The protein environment surrounding tyrosyl radicals D′ and Z′ in photosystem II:: A difference Fourier-transform infrared spectroscopic study

Photosystem II contains two redox-active tyrosine residues, termed D and Z, which have different midpoint potentials and oxidation/reduction kinetics. To understand the functional properties of redox-active tyrosines, we report a difference Fourier-transform infrared (FT-IR) spectroscopic study of these species. Vibrational spectra associated with the oxidation of each tyrosine residue are acquired; electron paramagnetic resonance (EPR) and fluorescence experiments demonstrate that there is no detectable contribution of Q(A)(-) to these spectra.

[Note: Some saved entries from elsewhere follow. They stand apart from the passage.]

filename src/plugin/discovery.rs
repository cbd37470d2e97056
use anyhow::{Context, Result, anyhow, bail};
use ignore::WalkBuilder;
use std::path::{Path, PathBuf};

#[derive(Debug, Clone, PartialEq, Eq)]
pub struct PluginDir {
    pub name: String,
    pub path: PathBuf,
}

impl PluginDir {
    pub fn doc_path(&self, plugin_doc: &str) -> PathBuf {
        self.path.join(plugin_doc)
    }
}

/// List the immediate subdirectories of `plugins_root`, sorted by name.
///
/// This is a plain listing: hidden and git-ignored directories are included.
pub fn discover_plugins(plugins_root: &Path) -> Result<Vec<PluginDir>> {
    if !plugins_root.is_dir() {
        bail!("plugins directory not found: {}", plugins_root.display());
    }

    let mut plugins = Vec::new();
    for entry in WalkBuilder::new(plugins_root)
        .max_depth(Some(1))
        .standard_filters(false)
        .build()
    {
        let entry =
            entry.with_context(|| format!("failed to list {}", plugins_root.display()))?;
        if entry.depth() == 0 {
            continue;
        }

        if !entry.file_type().is_some_and(|kind| kind.is_dir()) {
            continue;
        }

        let name = entry
            .file_name()
            .to_str()
            .ok_or_else(|| {
                anyhow!(
                    "plugin directory name is not valid UTF-8: {}",
                    entry.path().display()
                )
            })?
            .to_string();

        plugins.push(PluginDir {
            name,
            path: entry.into_path(),
        });
    }

    plugins.sort_by(|a, b| a.name.cmp(&b.name));
    Ok(plugins)
}
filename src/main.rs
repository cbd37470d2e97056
mod model;
mod plugin;
mod readme;

use std::path::PathBuf;
use std::process::ExitCode;

use anyhow::Result;
use clap::Parser;
use tracing_subscriber::EnvFilter;

use model::config::BuilderConfig;
use readme::{BuildOutcome, CheckOutcome, ReadmeBuilder};

#[derive(Parser)]
#[command(name = "build-readme")]
#[command(about = "Regenerate the root README from plugin READMEs", long_about = None)]
struct Cli {
    /// Repository root containing the README and the plugins directory
    #[arg(long, default_value = ".")]
    root: PathBuf,

    /// Config overlay (defaults to <root>/build-readme.toml when present)
    #[arg(short, long)]
    config: Option<PathBuf>,

    /// Exit non-zero if the README is out of date instead of rewriting it
    #[arg(long)]
    check: bool,

    /// Enable debug logging
    #[arg(short, long)]
    verbose: bool,
}

fn main() -> Result<ExitCode> {
    let cli = Cli::parse();

    // Diagnostics go to stderr; stdout carries only the confirmation line.
    let default_filter = if cli.verbose {
        "build_readme=debug"
    } else {
        "build_readme=info"
    };
    let filter =
        EnvFilter::try_from_default_env().unwrap_or_else(|_| EnvFilter::new(default_filter));
    tracing_subscriber::fmt()
        .with_writer(std::io::stderr)
        .with_env_filter(filter)
        .with_target(false)
        .init();

    tracing::info!("build-readme starting in {}", cli.root.display());

    let config = BuilderConfig::load(&cli.root, cli.config.as_deref())?;
    let builder = ReadmeBuilder::new(cli.root, config);
    let readme = builder.readme_name();

    let report = if cli.check {
        check_report(builder.check()?, &readme)
    } else {
        update_report(builder.update()?, &readme)
    };

    Ok(report.emit())
}

/// What a finished run prints and how it exits.
#[derive(Debug, PartialEq, Eq)]
struct Report {
    line: String,
    success: bool,
}

impl Report {
    fn emit(self) -> ExitCode {
        if self.success {
            println!("{}", self.line);
            ExitCode::SUCCESS
        } else {
            tracing::error!("{}", self.line);
            ExitCode::FAILURE
        }
    }
}

fn update_report(outcome: BuildOutcome, readme: &str) -> Report {
    match outcome {
        BuildOutcome::Updated { plugins } | BuildOutcome::Unchanged { plugins } => {
            tracing::debug!("{plugins} plugins rendered");
        }
    }

    Report {
        line: format!("✓ {readme} updated"),
        success: true,
    }
}

fn check_report(outcome: CheckOutcome, readme: &str) -> Report {
    match outcome {
        CheckOutcome::UpToDate { plugins } => {
            tracing::debug!("{plugins} plugins checked");
            Report {
                line: format!("✓ {readme} is up to date"),
                success: true,
            }
        }
        CheckOutcome::Stale { plugins } => Report {
            line: format!("{readme} is out of date ({plugins} plugins); run build-readme"),
            success: false,
        },
    }
}
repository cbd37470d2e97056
use anyhow::{Context, Result, bail};
use serde::Deserialize;
use std::fs;
use std::path::{Path, PathBuf};

use crate::readme::splice::Markers;

/// Overlay picked up from the repository root when `--config` is not given.
pub const DEFAULT_CONFIG_FILE: &str = "build-readme.toml";

#[derive(Debug, Clone, Deserialize)]
#[serde(deny_unknown_fields)]
pub struct BuilderConfig {
    pub paths: PathsConfig,
    pub markers: Markers,
}

#[derive(Debug, Clone, Deserialize)]
#[serde(deny_unknown_fields)]
pub struct PathsConfig {
    pub readme: String,
    pub plugins_dir: String,
    pub plugin_doc: String,
}

impl BuilderConfig {
    /// Load configuration with layering: defaults → overlay file.
    ///
    /// An explicit overlay must exist. Without one, `build-readme.toml` under
    /// `root` is merged in when present.
    pub fn load(root: &Path, explicit: Option<&Path>) -> Result<Self> {
        let defaults = include_str!("../../config/default.toml");
        let mut merged: toml::Table =
            toml::from_str(defaults).context("built-in default config is invalid")?;

        let overlay_path = match explicit {
            Some(path) => Some(path.to_path_buf()),
            None => {
                let candidate = root.join(DEFAULT_CONFIG_FILE);
                candidate.is_file().then_some(candidate)
            }
        };

        if let Some(path) = overlay_path {
            let raw = fs::read_to_string(&path)
                .with_context(|| format!("failed to read config {}", path.display()))?;
            let overlay: toml::Table = toml::from_str(&raw)
                .with_context(|| format!("failed to parse config {}", path.display()))?;
            tracing::debug!("merging config overlay {}", path.display());
            merge_tables(&mut merged, overlay);
        }

        let config: BuilderConfig = toml::Value::Table(merged)
            .try_into()
            .context("invalid build-readme configuration")?;
        config.validate()?;
        Ok(config)
    }

    pub fn readme_path(&self, root: &Path) -> PathBuf {
        root.join(&self.paths.readme)
    }

    pub fn plugins_path(&self, root: &Path) -> PathBuf {
        root.join(&self.paths.plugins_dir)
    }

    /// Relative link prefix used in rendered section headings, e.g. `./plugins`.
    pub fn link_prefix(&self) -> String {
        format!("./{}", self.paths.link_dir())
    }

    fn validate(&self) -> Result<()> {
        let Markers { start, end } = &self.markers;
        if start.trim().is_empty() || end.trim().is_empty() {
            bail!("markers must not be empty");
        }
        if start.contains(end.as_str()) || end.contains(start.as_str()) {
            bail!("start and end markers must not contain one another");
        }
        let plugins_dir = &self.paths.plugins_dir;
        if plugins_dir.starts_with('/') || Path::new(plugins_dir).is_absolute() {
            bail!("paths.plugins_dir must be relative to the repository root: {plugins_dir}");
        }
        if matches!(self.paths.link_dir(), "" | ".") {
            bail!("paths.plugins_dir must name a subdirectory: {plugins_dir:?}");
        }
        if self.paths.plugin_doc.trim().is_empty() {
            bail!("paths.plugin_doc must not be empty");
        }
        Ok(())
    }
}

impl PathsConfig {
    /// `plugins_dir` without leading `./` or trailing `/`.
    fn link_dir(&self) -> &str {
        self.plugins_dir
            .trim_start_matches("./")
            .trim_end_matches('/')
    }
}

/// Recursively overlay `overlay` onto `base`; non-table values replace.
fn merge_tables(base: &mut toml::Table, overlay: toml::Table) {
    for (key, value) in overlay {
        match value {
            toml::Value::Table(nested) => {
                if let Some(toml::Value::Table(existing)) = base.get_mut(&key) {
                    merge_tables(existing, nested);
                } else {
                    base.insert(key, toml::Value::Table(nested));
                }
            }
            other => {
                base.insert(key, other);
            }
        }
    }
}
use serde::Deserialize;
use thiserror::Error;

/// Ways the root document can fail the marker precondition.
#[derive(Debug, Error, PartialEq, Eq)]
pub enum SpliceError {
    #[error("marker not found: {0}")]
    MissingMarker(String),
    #[error("marker appears {count} times, expected exactly once: {marker}")]
    DuplicateMarker { marker: String, count: usize },
    #[error("end marker appears before start marker")]
    MarkersOutOfOrder,
    #[error("generated content contains marker: {0}")]
    MarkerInContent(String),
}

/// The pair of sentinel strings delimiting the generated region.
#[derive(Debug, Clone, PartialEq, Eq, Deserialize)]
#[serde(deny_unknown_fields)]
pub struct Markers {
    pub start: String,
    pub end: String,
}

impl Markers {
    /// Replace everything between the markers with `sections`, padded by a
    /// blank line on each side. Text outside the markers is kept verbatim.
    ///
    /// `sections` must not contain either marker, otherwise the output could
    /// not be spliced again.
    pub fn splice(&self, text: &str, sections: &str) -> Result<String, SpliceError> {
        let (start, end) = self.locate(text)?;
        self.ensure_absent(sections)?;
        let before = &text[..start];
        let after = &text[end + self.end.len()..];

        Ok(format!(
            "{before}{}\n\n{sections}\n\n{}{after}",
            self.start, self.end
        ))
    }

    /// Text strictly between the two markers.
    pub fn region<'a>(&self, text: &'a str) -> Result<&'a str, SpliceError> {
        let (start, end) = self.locate(text)?;
        Ok(&text[start + self.start.len()..end])
    }

    /// Reject generated content that quotes either marker.
    pub fn ensure_absent(&self, sections: &str) -> Result<(), SpliceError> {
        for marker in [&self.start, &self.end] {
            if sections.contains(marker.as_str()) {
                return Err(SpliceError::MarkerInContent(marker.clone()));
            }
        }
        Ok(())
    }

    fn locate(&self, text: &str) -> Result<(usize, usize), SpliceError> {
        let start = find_once(text, &self.start)?;
        let end = find_once(text, &self.end)?;

        if end < start + self.start.len() {
            return Err(SpliceError::MarkersOutOfOrder);
        }

        Ok((start, end))
    }
}

fn find_once(text: &str, marker: &str) -> Result<usize, SpliceError> {
    let mut hits = text.match_indices(marker).map(|(idx, _)| idx);
    let first = hits
        .next()
        .ok_or_else(|| SpliceError::MissingMarker(marker.to_string()))?;

    let extra = hits.count();
    if extra > 0 {
        return Err(SpliceError::DuplicateMarker {
            marker: marker.to_string(),
            count: extra + 1,
        });
    }

    Ok(first)
}

#[cfg(test)]
mod tests {
    use super::*;

    fn markers() -> Markers {
        Markers {
            start: "START".to_string(),
            end: "END".to_string(),
        }
    }

    #[test]
    fn splice_replaces_old_region() {
        let sections = "### [foo](./plugins/foo/)\n\nDoes a thing.\n\n```\nART\n```";
        let out = markers().splice("A\nSTART\nold\nEND\nB", sections).unwrap();

        assert_eq!(
            out,
            "A\nSTART\n\n### [foo](./plugins/foo/)\n\nDoes a thing.\n\n```\nART\n```\n\nEND\nB"
        );
    }

    #[test]
    fn splice_with_no_sections_leaves_blank_lines() {
        let out = markers().splice("A\nSTART\nold\nEND\nB", "").unwrap();
        assert_eq!(out, "A\nSTART\n\n\n\nEND\nB");
    }

    #[test]
    fn splice_is_idempotent() {
        let markers = markers();
        let sections = "### [bar](./plugins/bar/)\n\nBars.\n\n";
        let once = markers.splice("intro\nSTART\nEND\noutro\n", sections).unwrap();
        let twice = markers.splice(&once, sections).unwrap();

        assert_eq!(once, twice);
        assert_eq!(markers.region(&once).unwrap(), format!("\n\n{sections}\n\n"));
    }

    #[test]
    fn markers_at_file_edges() {
        let out = markers().splice("STARTEND", "x").unwrap();
        assert_eq!(out, "START\n\nx\n\nEND");
    }

    #[test]
    fn missing_end_marker() {
        let err = markers().splice("A\nSTART\nold\nB", "x").unwrap_err();
        assert_eq!(err, SpliceError::MissingMarker("END".to_string()));
    }

    #[test]
    fn missing_start_marker() {
        let err = markers().region("A\nold\nEND\nB").unwrap_err();
        assert_eq!(err, SpliceError::MissingMarker("START".to_string()));
    }

    #[test]
    fn duplicate_marker() {
        let err = markers().splice("START\nEND\nEND\n", "x").unwrap_err();
        assert_eq!(
            err,
            SpliceError::DuplicateMarker {
                marker: "END".to_string(),
                count: 2,
            }
        );
    }

    #[test]
    fn sections_containing_a_marker_are_rejected() {
        let markers = markers();
        let text = "A\nSTART\nold\nEND\nB";

        let err = markers.splice(text, "```\nEND\n```").unwrap_err();
        assert_eq!(err, SpliceError::MarkerInContent("END".to_string()));

        let err = markers.splice(text, "see START here").unwrap_err();
        assert_eq!(err, SpliceError::MarkerInContent("START".to_string()));
    }

    #[test]
    fn end_before_start() {
        let err = markers().splice("END\nold\nSTART\n", "x").unwrap_err();
        assert_eq!(err, SpliceError::MarkersOutOfOrder);
    }
}
pub mod discovery;
pub mod summary;

pub use discovery::discover_plugins;
pub use summary::PluginSummary;
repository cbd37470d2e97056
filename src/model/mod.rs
pub mod config;
use crate::plugin::PluginSummary;

/// One `### [name](link)` section: heading, one-liner, visual.
pub fn render_section(summary: &PluginSummary, link_prefix: &str) -> String {
    let name = &summary.name;
    format!(
        "### [{name}]({link_prefix}/{name}/)\n\n{}\n\n{}",
        summary.one_liner, summary.visual
    )
}

pub fn render_sections(summaries: &[PluginSummary], link_prefix: &str) -> String {
    summaries
        .iter()
        .map(|summary| render_section(summary, link_prefix))
        .collect::<Vec<_>>()
        .join("\n\n")
}

#[cfg(test)]
mod tests {
    use super::*;

    fn summary(name: &str, one_liner: &str, visual: &str) -> PluginSummary {
        PluginSummary {
            name: name.to_string(),
            one_liner: one_liner.to_string(),
            visual: visual.to_string(),
        }
    }

    #[test]
    fn section_layout() {
        let rendered = render_section(&summary("foo", "Does a thing.", "```\nART\n```"), "./plugins");
        assert_eq!(
            rendered,
            "### [foo](./plugins/foo/)\n\nDoes a thing.\n\n```\nART\n```"
        );
    }

    #[test]
    fn empty_fields_still_render_heading() {
        let rendered = render_section(&summary("bare", "", ""), "./plugins");
        assert_eq!(rendered, "### [bare](./plugins/bare/)\n\n\n\n");
    }

    #[test]
    fn sections_are_separated_by_blank_line() {
        let rendered = render_sections(
            &[summary("a", "First.", "```\n1\n```"), summary("b", "Second.", "```\n2\n```")],
            "./plugins",
        );
        assert_eq!(
            rendered,
            "### [a](./plugins/a/)\n\nFirst.\n\n```\n1\n```\n\n### [b](./plugins/b/)\n\nSecond.\n\n```\n2\n```"
        );
    }

    #[test]
    fn no_summaries_render_nothing() {
        assert_eq!(render_sections(&[], "./plugins"), "");
    }
}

Vibrational lines are assigned to the radicals by isotopic labeling of tyrosine. Global N-15 labeling, H-2 exchange, and changes in pH identify differences in the reversible interactions of the two redox-active tyrosines with N-containing, titratable amino acid side chains in their environments. To identify the amino acid residue that contributes to the spectrum of D, mutations at His(189) in the D2 polypeptide were examined. Mutations at this site result in substantial changes in the spectrum of tyrosine D, Previously, mutations at the analogous histidine, His(190) in the D1 polypeptide, were shown to have no significant effect on the FT-IR spectrum of tyrosine Z (Bernard, M. T., et at. 1995. J. Biol. Chem. 270:1589-1594). A disparity in the number of accessible, proton-accepting groups could influence electron transfer rates and energetics and account for functional differences between the two redox-active tyrosines.